Sasha Jovanovic : J’ai vraiment l’honneur et le privilège d’échanger avec mon binôme d’aujourd’hui, le Dr
Giovanni Zucchelli. Salut Giovanni, toi et moi, on se suit depuis de nombreuses années. Nous sommes parodontistes tous les deux, donc nous nous intéressons aux tissus. Toi, tu te concentres plutôt sur les tissus mous parodontaux alors que je suis un peu plus porté sur les tissus osseux. On se connaît depuis fort longtemps, on se fréquente et j’ai toujours eu beaucoup d’admiration et de respect pour ton
travail. Pourrais-tu me dire… parce qu’en fait c’est un entretien personnel que nous avons aujourd’hui et c’est intéressant de connaître ton long parcours, les techniques que tu as mises au point et comment tu as démarré. Je sais que tu as beaucoup travaillé sur la régénération tissulaire. La société de parodontologie italienne a d’ailleurs joué un rôle important dans ce domaine au cours des 30 dernières années. alors comment as-tu- développé les techniques que tu utilises ? Il est vrai qu’aujourd’hui nous avons de
nouveaux biomatériaux, de nouveaux protocoles mais qu’est-ce qui est différent aujourd’hui d’il y a peut-être 30 ans lorsque tu as commencé ?

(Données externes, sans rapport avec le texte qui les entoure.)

//! Frame diff: the minimal instruction stream turning one frame into another.
//!
//! This is pure: it never touches a terminal. [`crate::renderer`] encodes the
//! instructions with crossterm.

use tui_stage_core::{Canvas, ColorGrid};
use unicode_width::UnicodeWidthChar;

use crate::types::{ColorPair, Size, StyledChar};

/// Everything that decides how a cell is drawn apart from its character.
#[derive(Debug, Clone, Copy, PartialEq, Eq, Hash)]
pub struct CellStyle {
    pub colors: ColorPair,
    pub bold: bool,
    pub italic: bool,
    pub underline: bool,
    pub strikethrough: bool,
}

impl CellStyle {
    pub fn of(ch: StyledChar, colors: ColorPair) -> Self {
        Self {
            colors,
            bold: ch.bold,
            italic: ch.italic,
            underline: ch.underline,
            strikethrough: ch.strikethrough,
        }
    }
}

/// One terminal operation.
#[derive(Debug, Clone, Copy, PartialEq, Eq)]
pub enum Instruction {
    /// Clear the whole screen. Only emitted by full repaints.
    Clear,
    MoveTo { row: u16, col: u16 },
    SetStyle(CellStyle),
    /// Write one character and advance the cursor by one column.
    Print(char),
}

/// A painted frame: characters plus colors of the same size.
#[derive(Clone, Copy)]
pub struct Frame<'a> {
    pub canvas: &'a Canvas,
    pub colors: &'a ColorGrid,
}

impl<'a> Frame<'a> {
    pub fn new(canvas: &'a Canvas, colors: &'a ColorGrid) -> Self {
        Self { canvas, colors }
    }

    pub fn size(&self) -> Size {
        self.canvas.size()
    }
}

/// Logical terminal state while emitting instructions.
struct Pen {
    cursor: Option<(u16, u16)>,
    style: Option<CellStyle>,
    width: u16,
}

impl Pen {
    fn new(width: u16) -> Self {
        Self {
            cursor: None,
            style: None,
            width,
        }
    }

    fn cell(&mut self, out: &mut Vec<Instruction>, row: u16, col: u16, ch: StyledChar, colors: ColorPair) {
        if self.cursor != Some((row, col)) {
            out.push(Instruction::MoveTo { row, col });
        }
        let style = CellStyle::of(ch, colors);
        if self.style != Some(style) {
            out.push(Instruction::SetStyle(style));
            self.style = Some(style);
        }
        out.push(Instruction::Print(ch.ch));
        // Past the last column, or after a glyph that is not one column wide
        // everywhere, the terminal's cursor position is not reliable.
        self.cursor = (single_column(ch.ch) && col + 1 < self.width).then_some((row, col + 1));
    }
}

/// Whether `ch` advances the cursor by exactly one column, including on
/// terminals that draw East Asian ambiguous-width glyphs double.
fn single_column(ch: char) -> bool {
    UnicodeWidthChar::width(ch) == Some(1) && UnicodeWidthChar::width_cjk(ch) == Some(1)
}

/// Replace `out` with the instructions that redraw `next` from scratch.
pub fn full_into(next: Frame<'_>, out: &mut Vec<Instruction>) {
    out.clear();
    out.push(Instruction::Clear);
    let size = next.size();
    let mut pen = Pen::new(size.width);
    for row in 0..size.height {
        let (chars, colors) = (next.canvas.row(row), next.colors.row(row));
        for (col, (&ch, &color)) in chars.iter().zip(colors).enumerate() {
            pen.cell(out, row, col as u16, ch, color);
        }
    }
}

/// Replace `out` with the instructions that turn a terminal showing `prev`
/// into one showing `next`.
///
/// Unchanged cells are skipped. The cursor is moved only when it is not
/// already at the next changed cell, and the style is set only when it
/// differs from the active one. Frames of different sizes fall back to
/// [`full_into`].
pub fn diff_into(prev: Frame<'_>, next: Frame<'_>, out: &mut Vec<Instruction>) {
    if prev.size() != next.size() {
        full_into(next, out);
        return;
    }
    out.clear();
    let size = next.size();
    let mut pen = Pen::new(size.width);
    for row in 0..size.height {
        let before = prev.canvas.row(row).iter().zip(prev.colors.row(row));
        let after = next.canvas.row(row).iter().zip(next.colors.row(row));
        for (col, (old, (&ch, &color))) in before.zip(after).enumerate() {
            if old == (&ch, &color) {
                continue;
            }
            pen.cell(out, row, col as u16, ch, color);
        }
    }
}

Giovanni Zucchelli : En quelques mots, je suis parodontiste depuis le début. Je suis diplômé de l’Université de Bologne, j’y ai également obtenu ma spécialisation en parodontologie puis j’y suis devenu professeur en paro. J’ai eu plusieurs expériences à l’étranger notamment à Göteborg à l’Institut Jan Lindhe avec Jan L Wennström où j’ai commencé à m’orienter davantage vers la gestion des tissus mous. J’ai 2 éminents mentors : le Pr Calandriello qui a été le premier à m’avoir vraiment introduit dans le domaine de la
parodontologie, puis le Pr Massimo de Sanctis, que tu connais fort probablement, qui était aussi un de mes
professeurs à l’université de Bologne. Nous avons commencé à travailler ensemble et à l’époque, nous
voulions simplement peaufiner le protocole chirurgical pour optimiser le résultat esthétique au lieu de se limiter à augmenter les tissus kératinisés. C’était le point de départ du lambeau positionné coronairement (LPC) avec les techniques que nous avons mis au point par exemple pour les récessions gingivales unitaires ou multiples. au début, nous avons essayé de travailler exclusivement avec le LPC puis on lui a associé une greffe de tissu conjonctif pour certaines applications. C’est ce qui fonde vraiment notre concept parce qu’on n’utilise pas la greffe à chaque récession gingivale unitaire que nous traitons, mais uniquement pour des cas spécifiques, par exemple pour la tunnelisation, car le grand avantage du LPC est que c’est un
recouvrement radiculaire en soi. Mais ce qui a changé, depuis 20 ans, n’est pas vraiment la technique. Peut-être le type d’instrument que nous utilisons, le type de lames ou de sutures mais le protocole chirurgical est exactement le même. Ce qui fait la différence est que désormais nous savons que le lambeau positionné coronairement seul n’est pas toujours réalisable, et qu’il dépend de la quantité de tissu kératinisé. donc on essaie de normaliser les choses, si nous avons peu de tissu kératinisé, par exemple environ un millimètre, on a recours à une greffe de tissu conjonctif. Et si nous avons un tout petit peu plus d’un millimètre de tissu, alors on utilise une matrice de collagène, dont je pourrai te parler également. Par contre, si nous avons plus de deux millimètres de tissu kératinisée, nous n’utilisons que le LPC.
donc, la technique elle-même n’a pas beaucoup évolué c’est juste la prise de conscience de cette technique qui s’est accrue ces dernières années.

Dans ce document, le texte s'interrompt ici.